136 S.W.2d 1086 | Ky. Ct. App. | 1940
Reversing.
This petition in equity was filed by the appellant in the Martin Circuit Court wherein it sought to enjoin the appellees from using free gas in a tenant house which was constructed on the farm more than 30 years after an oil and gas lease was executed thereon, and which lease provided the lessor should have free use of gas to light and heat his buildings on the premises. The case was submitted on an agreed stipulation of facts and the chancellor held that the plaintiff was not entitled to an injunction, the petition was dismissed and this appeal follows.
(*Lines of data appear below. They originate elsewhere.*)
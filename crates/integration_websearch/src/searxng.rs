//! SearXNG metasearch client
//!
//! Queries a SearXNG instance through its JSON output format. Results may
//! carry thumbnails, which are rewritten into proxy references during
//! normalization.

use std::time::{Duration, Instant};

use async_trait::async_trait;
use domain::RawResult;
use reqwest::Client;
use serde::Deserialize;
use tracing::{debug, instrument};

use crate::{
    config::WebSearchConfig,
    error::WebSearchError,
    models::{NormalizeContext, ProviderHit, SearxngHit},
    provider::SearchProvider,
};

#[derive(Debug, Deserialize)]
struct ApiResponse {
    #[serde(default)]
    results: Vec<SearxngHit>,
}

/// SearXNG JSON API client
#[derive(Debug)]
pub struct SearxngClient {
    client: Client,
    base_url: String,
    safesearch: u8,
    timeout_secs: u64,
    ctx: NormalizeContext,
}

impl SearxngClient {
    /// Create a new SearXNG client
    ///
    /// # Errors
    ///
    /// Returns an error if the HTTP client cannot be created.
    pub fn new(config: &WebSearchConfig) -> Result<Self, WebSearchError> {
        let client = Client::builder()
            .timeout(Duration::from_secs(config.timeout_secs))
            .user_agent(&config.user_agent)
            .build()
            .map_err(|e| WebSearchError::ConfigurationError(e.to_string()))?;

        Ok(Self {
            client,
            base_url: config.searxng_base_url.trim_end_matches('/').to_string(),
            safesearch: config.searxng_safesearch.min(2),
            timeout_secs: config.timeout_secs,
            ctx: NormalizeContext {
                proxy_path: config.proxy_path.clone(),
                wikipedia_article_base: config.wikipedia_article_base.clone(),
            },
        })
    }

    fn endpoint(&self) -> String {
        format!("{}/search", self.base_url)
    }
}

#[async_trait]
impl SearchProvider for SearxngClient {
    #[instrument(skip(self, query), fields(provider = "searxng", query_len = query.len()))]
    async fn search(&self, query: &str, limit: usize) -> Result<Vec<RawResult>, WebSearchError> {
        let query = query.trim();
        if query.is_empty() {
            return Err(WebSearchError::InvalidQuery(
                "Search query cannot be empty".to_string(),
            ));
        }

        let safesearch = self.safesearch.to_string();
        let start = Instant::now();

        let response = self
            .client
            .get(self.endpoint())
            .query(&[
                ("q", query),
                ("format", "json"),
                ("safesearch", safesearch.as_str()),
                ("pageno", "1"),
            ])
            .send()
            .await
            .map_err(|e| WebSearchError::from_reqwest(&e, self.timeout_secs))?;

        let status = response.status();
        debug!(status = %status, "Received SearXNG response");

        if !status.is_success() {
            let body = response.text().await.unwrap_or_default();
            return Err(WebSearchError::http_status(status.as_u16(), body));
        }

        let body = response
            .bytes()
            .await
            .map_err(|e| WebSearchError::from_reqwest(&e, self.timeout_secs))?;
        let api: ApiResponse = serde_json::from_slice(&body)
            .map_err(|e| WebSearchError::ParseError(e.to_string()))?;

        let results: Vec<RawResult> = api
            .results
            .into_iter()
            .take(limit)
            .map(|hit| ProviderHit::Searxng(hit).normalize(&self.ctx))
            .collect();

        debug!(
            results = results.len(),
            with_preview = results.iter().filter(|r| r.preview_url.is_some()).count(),
            time_ms = start.elapsed().as_millis(),
            "SearXNG search completed"
        );

        Ok(results)
    }

    fn provider_name(&self) -> &'static str {
        "searxng"
    }
}
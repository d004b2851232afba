//! Property-based tests for the filtering and moderation rules
//!
//! These tests use proptest to verify invariants across many random inputs.

use domain::{
    Detection, FilterMode, ModerationThresholds, NudityLabel, PolicyConfig, ProxyReference,
    RawResult, ResultType,
};
use proptest::prelude::*;

fn filter_mode() -> impl Strategy<Value = FilterMode> {
    prop_oneof![
        Just(FilterMode::Relaxed),
        Just(FilterMode::Moderate),
        Just(FilterMode::Strict),
    ]
}

fn raw_result() -> impl Strategy<Value = RawResult> {
    (
        "[a-zA-Z ]{0,20}",
        prop_oneof![
            Just(String::new()),
            "https://[a-z]{1,8}\\.(com|org|net)/[a-z]{0,8}",
            "https://[a-z]{1,5}\\.wikipedia\\.org/wiki/[A-Za-z_]{1,10}",
        ],
        "[a-zA-Z ]{0,30}",
    )
        .prop_map(|(title, url, snippet)| RawResult::new(title, url, snippet))
}

fn policy() -> impl Strategy<Value = PolicyConfig> {
    (
        prop::collection::vec("[a-z]{1,4}", 0..4),
        prop::collection::vec(prop_oneof![Just("wikipedia.org"), Just("example.com")], 0..2),
    )
        .prop_map(|(keywords, domains)| PolicyConfig::new(keywords, domains))
}

fn detection() -> impl Strategy<Value = Detection> {
    (0..NudityLabel::CLASS_COUNT, 0.0f32..=1.0f32).prop_map(|(index, score)| {
        let label =
            NudityLabel::from_index(index).unwrap_or_else(|| NudityLabel::Other(String::new()));
        Detection::new(label, score)
    })
}

// ============================================================================
// Policy Filter Property Tests
// ============================================================================

mod policy_tests {
    use super::*;

    proptest! {
        #[test]
        fn blocked_plus_passed_equals_input(
            results in prop::collection::vec(raw_result(), 0..20),
            policy in policy(),
            mode in filter_mode()
        ) {
            let total = results.len();
            let outcome = policy.apply(results, mode);
            prop_assert_eq!(outcome.blocked_count + outcome.passed.len(), total);
        }

        #[test]
        fn relaxed_never_blocks(
            results in prop::collection::vec(raw_result(), 0..20),
            policy in policy()
        ) {
            let expected = results.clone();
            let outcome = policy.apply(results, FilterMode::Relaxed);
            prop_assert_eq!(outcome.blocked_count, 0);
            prop_assert_eq!(outcome.passed, expected);
        }

        #[test]
        fn passed_preserves_input_order(
            results in prop::collection::vec(raw_result(), 0..20),
            policy in policy(),
            mode in filter_mode()
        ) {
            let outcome = policy.apply(results.clone(), mode);
            let mut remaining = results.iter();
            for passed in &outcome.passed {
                prop_assert!(remaining.any(|r| r == passed));
            }
        }

        #[test]
        fn allow_list_admits_subdomains(sub in "[a-z]{1,10}") {
            let policy = PolicyConfig::new(Vec::<String>::new(), ["wikipedia.org"]);
            let subdomain_url = format!("https://{sub}.wikipedia.org/wiki/X");
            let lookalike_url = format!("https://{sub}wikipedia.org/wiki/X");
            prop_assert!(policy.domain_allowed(&subdomain_url));
            prop_assert!(policy.domain_allowed("https://wikipedia.org/"));
            prop_assert!(!policy.domain_allowed(&lookalike_url));
        }

        #[test]
        fn empty_allow_list_is_noop(url in ".*") {
            prop_assert!(PolicyConfig::unrestricted().domain_allowed(&url));
        }
    }
}

// ============================================================================
// Classifier Property Tests
// ============================================================================

mod classifier_tests {
    use super::*;

    proptest! {
        #[test]
        fn preview_always_classifies_as_image(
            result in raw_result(),
            original in "https://[a-z]{1,8}\\.com/[a-z]{1,8}"
        ) {
            let reference = ProxyReference::for_image(&original);
            let with_preview = result.with_preview(reference.into_string());
            prop_assert_eq!(with_preview.classify(), ResultType::Image);
        }

        #[test]
        fn classify_is_total(url in ".*", preview in proptest::option::of(".*")) {
            // Must not panic for arbitrary input
            let _ = ResultType::classify(&url, preview.as_deref());
        }
    }
}

// ============================================================================
// Moderation Threshold Property Tests
// ============================================================================

mod moderation_tests {
    use super::*;

    proptest! {
        #[test]
        fn strict_censors_superset_of_moderate(
            strict in 0.01f32..=1.0f32,
            gap in 0.0f32..=1.0f32,
            detections in prop::collection::vec(detection(), 0..8)
        ) {
            let moderate = (strict + gap).min(1.0);
            let thresholds = ModerationThresholds::new(moderate, strict).unwrap();
            if thresholds.should_censor(&detections, FilterMode::Moderate) {
                prop_assert!(thresholds.should_censor(&detections, FilterMode::Strict));
            }
        }

        #[test]
        fn relaxed_never_censors(detections in prop::collection::vec(detection(), 0..8)) {
            let thresholds = ModerationThresholds::default();
            prop_assert!(!thresholds.should_censor(&detections, FilterMode::Relaxed));
        }

        #[test]
        fn inverted_thresholds_rejected(
            moderate in 0.01f32..0.5f32,
            gap in 0.01f32..0.5f32
        ) {
            prop_assert!(ModerationThresholds::new(moderate, moderate + gap).is_err());
        }
    }
}

// ============================================================================
// Proxy Reference Property Tests
// ============================================================================

mod proxy_reference_tests {
    use super::*;

    proptest! {
        #[test]
        fn reference_never_exposes_raw_url(path in "[a-z0-9/?=&]{0,30}") {
            let original = format!("https://cdn.example.com/{path}");
            let reference = ProxyReference::for_image(&original);
            prop_assert!(reference.as_str().starts_with("/media/proxy?url="));
            prop_assert!(!reference.as_str().contains("://"));
            prop_assert_eq!(
                ProxyReference::original_url(reference.as_str()),
                Some(original)
            );
        }
    }
}
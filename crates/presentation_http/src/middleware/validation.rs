//! Request validation
//!
//! `ValidatedJson` deserializes a JSON body and runs the `validator` rules on
//! it. Both failure kinds render as a 400 in the shared API error shape.

use axum::{
    Json,
    extract::{FromRequest, Request, rejection::JsonRejection},
    response::{IntoResponse, Response},
};
use serde::de::DeserializeOwned;
use thiserror::Error;
use validator::{Validate, ValidationErrors};

use crate::error::ApiError;

/// Validation error type
#[derive(Debug, Error)]
pub enum ValidationError {
    #[error("Invalid JSON: {0}")]
    JsonError(#[from] JsonRejection),
    #[error("Validation failed: {0}")]
    ValidationFailed(String),
}

impl From<ValidationError> for ApiError {
    fn from(err: ValidationError) -> Self {
        match err {
            ValidationError::JsonError(rejection) => Self::BadRequest(rejection.body_text()),
            ValidationError::ValidationFailed(msg) => Self::BadRequest(msg),
        }
    }
}

impl IntoResponse for ValidationError {
    fn into_response(self) -> Response {
        ApiError::from(self).into_response()
    }
}

/// Flatten field errors into `field: message` pairs, sorted by field
fn describe(errors: &ValidationErrors) -> String {
    let mut messages: Vec<String> = errors
        .field_errors()
        .iter()
        .flat_map(|(field, errors)| {
            errors.iter().map(move |error| {
                let detail = error
                    .message
                    .as_ref()
                    .map_or_else(|| error.code.to_string(), ToString::to_string);
                format!("{field}: {detail}")
            })
        })
        .collect();
    messages.sort();
    messages.join("; ")
}

/// A JSON extractor that also validates the request body
///
/// ```ignore
/// #[derive(Deserialize, Validate)]
/// struct Body {
///     #[validate(range(min = 1, max = 50))]
///     limit: usize,
/// }
///
/// async fn handler(ValidatedJson(body): ValidatedJson<Body>) {}
/// ```
#[derive(Debug, Clone, Copy, Default)]
pub struct ValidatedJson<T>(pub T);

impl<T, S> FromRequest<S> for ValidatedJson<T>
where
    T: DeserializeOwned + Validate,
    S: Send + Sync,
{
    type Rejection = ValidationError;

    async fn from_request(req: Request, state: &S) -> Result<Self, Self::Rejection> {
        let Json(value) = Json::<T>::from_request(req, state).await?;
        value
            .validate()
            .map_err(|e| ValidationError::ValidationFailed(describe(&e)))?;
        Ok(Self(value))
    }
}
On December 31, 1897, William H. Blankenship, Sr., executed an oil and gas lease upon his 700-acre farm whereon he resided. It was the usual oil and gas lease taken in that community and reserved a royalty to the lessor of one-eighth of the oil and provided for a payment to him of $100 per year for each gas well so long as gas was taken therefrom. The lease form did not provide the lessor should have free gas, but there was written by hand on the margin of the lease: "If gas is found, said first party is to have the free use of enough gas to heat and light his buildings on said premises." At the time the lease was executed, William H. Blankenship, Sr., resided in the same dwelling now occupied by the present owner of the farm. The title to the land passed from William H. Blankenship, Sr., to his son, William H. Blankenship, Jr., and the latter conveyed it to his wife, Ella Blankenship, the present owner; and the appellant by mesne conveyance became the owner of the lease June 28, 1923. *691
Three producing wells were drilled on the lease and for many years William H. Blankenship, Sr., used gas free of charge produced from the lease for domestic purposes in the dwelling that was located on the premises at the time the lease was executed in 1897. He and his wife were getting old and were in need of someone to care for them and to run the farm, so in 1930 they built a tenant house on the farm some 500 feet from their residence to be occupied by their son-in-law, the appellee Moore. He paid no rent, looked after this elderly couple and operated their farm. Mr. and Mrs. Blankenship equipped this tenant house with gas fixtures and extended the service line, which supplied free gas to their dwelling, to the tenant house. When appellant discovered gas was being furnished the tenant house through the line servicing the residence, it sought to disconnect the tenant house from this line. Appellee objected to this and offered resistance, whereupon appellant filed this suit seeking an injunction against Moore from using the gas, and against both Moore and Mrs. Blankenship from interfering with it in disconnecting the tenant house from the gas line servicing the Blankenship dwelling. It appears from the record Mr. Blankenship died before this suit was instituted.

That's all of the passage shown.